Today in my code im downloading the images from a website like this:
using System;
using System.Collections.Generic;
using System.ComponentModel;
using System.Data;
using System.Drawing;
using System.Linq;
using System.Text;
using System.Windows.Forms;
using HtmlAgilityPack;
using System.IO;
using System.Text.RegularExpressions;
using System.Xml.Linq;
using System.Net;
using System.Web;
using System.Threading;
using DannyGeneral;
using GatherLinks;
namespace GatherLinks
{
class RetrieveWebContent
{
HtmlAgilityPack.HtmlDocument doc;
string imgg;
int images;
public RetrieveWebContent()
{
images = 0;
}
public List<string> retrieveImages(string address)
{
try
{
doc = new HtmlAgilityPack.HtmlDocument();
System.Net.WebClient wc = new System.Net.WebClient();
List<string> imgList = new List<string>();
doc.Load(wc.OpenRead(address));
HtmlNodeCollection imgs = doc.DocumentNode.SelectNodes("//img[@src]");
if (imgs == null) return new List<string>();
foreach (HtmlNode img in imgs)
{
if (img.Attributes["src"] == null)
continue;
HtmlAttribute src = img.Attributes["src"];
imgList.Add(src.Value);
if (src.Value.StartsWith("http") || src.Value.StartsWith("https") || src.Value.StartsWith("www"))
{
images++;
string[] arr = src.Value.Split('/');
imgg = arr[arr.Length - 1];
wc.DownloadFile(src.Value, @"d:\MyImages\" + imgg);
}
}
return imgList;
}
catch
{
Logger.Write("There Was Problem Downloading The Image: " + imgg);
return null;
}
}
}
}
But sometimes in many cases the images are behind or under java script and cant be downloaded regular. How can i get/download the images and/or the whole complete website content including images and everything so later on in my hard disk i will have the complete website with all its content tree so i can surf to it Offline.
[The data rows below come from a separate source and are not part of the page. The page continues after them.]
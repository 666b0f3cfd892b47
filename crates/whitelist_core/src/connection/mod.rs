//! Connection lifecycle management.
//!
//! A [`ManagedConnection`] owns at most one authenticated administrative
//! session to a single remote server. It reconnects automatically when the
//! remote side drops the session, unless a keep-alive window opened by
//! [`ManagedConnection::create_timed_connection`] is still running, and it
//! refuses to connect to private or loopback targets.
//!
//! Managers are created and owned by the
//! [`ConnectionRegistry`](crate::registry::ConnectionRegistry).

pub mod managed;
pub mod state;

pub use managed::ManagedConnection;
pub use state::ConnectionState;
I would use an actual browser and then save images from there.. Take a look at Watir Webdriver for a solution in Ruby. This library helps you automate a browser… I would use it in combination with Nokogiri to achieve what you are trying to do above..
Python equivalents also exist..
Webdriver does not yet support the save functionality but the older “Watir” does. You might also want to look into CasperJS which provides some browser automation in the Javascript language.